**Available data:**
————

use super::{cell, BTree, BTreeOptions, SlotRef};
use crate::types::page::{MAX_CELL_FOOTPRINT, PAGE_SIZE};
use crate::types::{PageId, PagetreeError, Result};
use proptest::prelude::*;
use rand::{Rng, SeedableRng};
use rand_chacha::ChaCha8Rng;
use std::collections::BTreeMap;
use std::sync::Once;
use tracing_subscriber::EnvFilter;

fn init_tracing() {
    static INIT: Once = Once::new();
    INIT.call_once(|| {
        let filter = EnvFilter::try_from_default_env()
            .unwrap_or_else(|_| EnvFilter::new("pagetree=info"));
        let _ = tracing_subscriber::fmt()
            .with_env_filter(filter)
            .with_writer(std::io::stderr)
            .with_ansi(false)
            .try_init();
    });
}

fn key(n: u64) -> Vec<u8> {
    format!("key-{n:08}").into_bytes()
}

fn assert_clean(tree: &BTree) -> Result<()> {
    let report = tree.verify()?;
    assert!(report.is_clean(), "verify findings: {:#?}", report.findings);
    Ok(())
}

fn assert_tree_matches_reference(
    tree: &BTree,
    reference: &BTreeMap<Vec<u8>, Vec<u8>>,
) -> Result<()> {
    assert_eq!(tree.len(), reference.len());
    for (k, v) in reference {
        assert_eq!(tree.get(k)?, Some(v.as_slice()), "key {:?}", String::from_utf8_lossy(k));
    }
    let actual: Vec<(Vec<u8>, Vec<u8>)> = tree
        .iter()?
        .map(|(k, v)| (k.to_vec(), v.to_vec()))
        .collect();
    let expected: Vec<(Vec<u8>, Vec<u8>)> = reference
        .iter()
        .map(|(k, v)| (k.clone(), v.clone()))
        .collect();
    assert_eq!(actual, expected);
    Ok(())
}

/// Leaf ids in key order.
fn leaves(tree: &BTree) -> Result<Vec<PageId>> {
    let mut out = Vec::new();
    let mut pending = vec![tree.root_page()];
    while let Some(id) = pending.pop() {
        let page = tree.page(id)?;
        if page.is_leaf() {
            out.push(id);
        } else {
            pending.extend(page.children()?.into_iter().rev());
        }
    }
    Ok(out)
}

#[test]
fn insert_get_and_missing_keys() -> Result<()> {
    let mut tree = BTree::new()?;
    assert!(tree.is_empty());
    tree.insert(b"beta", b"2")?;
    tree.insert(b"alpha", b"1")?;
    tree.insert(b"gamma", b"3")?;
    assert_eq!(tree.len(), 3);
    assert_eq!(tree.get(b"alpha")?, Some(&b"1"[..]));
    assert_eq!(tree.get(b"gamma")?, Some(&b"3"[..]));
    assert_eq!(tree.get(b"delta")?, None);
    assert!(!tree.contains_key(b"")?);

    let slot = tree.search(b"beta")?.ok_or(PagetreeError::Invalid("beta missing"))?;
    assert_eq!(slot.page, tree.root_page());
    assert_eq!(slot.index, 1);
    let cell = tree.cell(slot)?;
    assert_eq!(cell.key, b"beta");
    assert_eq!(cell.value, b"2");
    Ok(())
}

#[test]
fn empty_and_prefix_keys_sort_first() -> Result<()> {
    let mut tree = BTree::new()?;
    tree.insert(b"abc", b"3")?;
    tree.insert(b"ab", b"2")?;
    tree.insert(b"", b"0")?;
    tree.insert(b"a", b"1")?;
    let keys: Vec<&[u8]> = tree.iter()?.map(|(k, _)| k).collect();
    assert_eq!(keys, vec![&b""[..], &b"a"[..], &b"ab"[..], &b"abc"[..]]);
    assert_eq!(tree.get(b"")?, Some(&b"0"[..]));
    Ok(())
}

#[test]
fn duplicate_insert_leaves_tree_untouched() -> Result<()> {
    let mut tree = BTree::new()?;
    tree.insert(b"k", b"original")?;
    let before = tree.page(tree.root_page())?.as_bytes().to_vec();
    assert!(matches!(
        tree.insert(b"k", b"other"),
        Err(PagetreeError::DuplicateKey)
    ));
    assert_eq!(tree.page(tree.root_page())?.as_bytes(), before.as_slice());
    assert_eq!(tree.len(), 1);
    assert_eq!(tree.get(b"k")?, Some(&b"original"[..]));
    Ok(())
}

#[test]
fn oversized_cells_are_rejected() -> Result<()> {
    let mut tree = BTree::new()?;
    let value = vec![0u8; MAX_CELL_FOOTPRINT];
    match tree.insert(b"big", &value) {
        Err(PagetreeError::CellTooLarge { footprint, limit }) => {
            assert_eq!(footprint, cell::footprint(3, value.len()));
            assert_eq!(limit, MAX_CELL_FOOTPRINT);
        }
        other => panic!("expected CellTooLarge, got {other:?}"),
    }
    assert!(tree.put(b"big", &value).is_err());
    assert!(tree.is_empty());

    // The largest admissible cell still goes in.
    let fits = vec![1u8; MAX_CELL_FOOTPRINT - 16 - 3];
    tree.insert(b"big", &fits)?;
    assert_eq!(tree.get(b"big")?.map(<[u8]>::len), Some(fits.len()));
    Ok(())
}

#[test]
fn first_root_split_leaves_one_separator() -> Result<()> {
    init_tracing();
    let mut tree = BTree::new()?;
    let first_root = tree.root_page();
    let mut n = 0u64;
    while tree.height()? == 1 {
        let k = format!("{n:016}");
        tree.insert(k.as_bytes(), k.as_bytes())?;
        n += 1;
        assert!(n < 10_000, "root never split");
    }

    let root = tree.page(tree.root_page())?;
    assert_ne!(tree.root_page(), first_root);
    assert!(!root.is_leaf());
    assert!(root.is_root());
    assert_eq!(root.size(), 1);
    let children = root.children()?;
    assert_eq!(children.len(), 2);
    assert_eq!(children[0], first_root);
    for child in &children {
        let page = tree.page(*child)?;
        assert!(page.is_leaf());
        assert!(!page.is_root());
        assert_eq!(page.parent(), Some(tree.root_page()));
        assert!(page.size() > 0);
    }
    let separator = root.key_at(0);
    assert_eq!(tree.page(children[1])?.key_at(0), separator);

    let stats = tree.stats_snapshot();
    assert_eq!(stats.leaf_splits, 1);
    assert_eq!(stats.root_splits, 1);
    assert_eq!(stats.inserts, n);
    let report = tree.verify()?;
    assert!(report.is_clean(), "{:#?}", report.findings);
    assert_eq!(report.height, Some(2));
    assert_eq!(report.counts.leaf_pages, 2);
    for i in 0..n {
        let k = format!("{i:016}");
        assert_eq!(tree.get(k.as_bytes())?, Some(k.as_bytes()));
    }
    Ok(())
}

#[test]
fn monotonic_inserts_split_by_bytes() -> Result<()> {
    let mut tree = BTree::new()?;
    let value_len = |n: u64| if n % 7 == 0 { 1_500 } else { 8 + (n % 5) as usize * 40 };
    for n in 0..3_000u64 {
        tree.insert(&key(n), &vec![b'v'; value_len(n)])?;
    }
    let leaf_ids = leaves(&tree)?;
    assert!(leaf_ids.len() > 3);
    // Every leaf but the last was the left half of a split and never saw
    // another insert afterwards.
    for id in &leaf_ids[..leaf_ids.len() - 1] {
        let live = tree.page(*id)?.live_bytes();
        assert!(live >= PAGE_SIZE / 2, "leaf {id} holds {live} bytes");
        assert!(live < PAGE_SIZE / 2 + MAX_CELL_FOOTPRINT);
    }
    assert_clean(&tree)
}

#[test]
fn delete_then_reuse_tombstone() -> Result<()> {
    let mut tree = BTree::new()?;
    for k in ["test2", "test0", "test3", "test1"] {
        tree.insert(k.as_bytes(), b"payload!")?;
    }
    assert!(tree.delete(b"test1")?);
    assert!(!tree.delete(b"test1")?);
    assert_eq!(tree.search(b"test1")?, None);
    assert_eq!(tree.len(), 3);

    let root = tree.root_page();
    let reclaimable = tree.page(root)?.tombstone_bytes();
    assert_eq!(reclaimable, cell::footprint(5, 8));
    let low_water = tree.page(root)?.cell_offset();
    tree.insert(b"test9", b"PAYLOAD!")?;
    let page = tree.page(root)?;
    assert_eq!(page.tombstone_bytes(), reclaimable - cell::footprint(5, 8));
    assert_eq!(page.cell_offset(), low_water);
    assert_eq!(tree.stats_snapshot().tombstone_reuses, 1);
    assert_eq!(tree.get(b"test9")?, Some(&b"PAYLOAD!"[..]));
    assert_clean(&tree)
}

#[test]
fn put_overwrites_and_returns_previous() -> Result<()> {
    let mut tree = BTree::new()?;
    assert_eq!(tree.put(b"k", b"one")?, None);
    assert_eq!(tree.put(b"k", b"a much longer second value")?, Some(b"one".to_vec()));
    assert_eq!(tree.get(b"k")?, Some(&b"a much longer second value"[..]));
    assert_eq!(tree.len(), 1);
    assert_clean(&tree)
}

#[test]
fn stale_slot_refs_are_invalid() -> Result<()> {
    let mut tree = BTree::new()?;
    tree.insert(b"a", b"1")?;
    let slot = SlotRef {
        page: tree.root_page(),
        index: 5,
    };
    assert!(matches!(tree.cell(slot), Err(PagetreeError::Invalid(_))));
    let missing = SlotRef {
        page: PageId(99),
        index: 0,
    };
    assert!(tree.cell(missing).is_err());
    Ok(())
}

————

**Exercise objective:**
Pull out every line in the material above where "index" occurs.

**Finished task:**
    assert_eq!(slot.index, 1);
        index: 5,
        index: 0,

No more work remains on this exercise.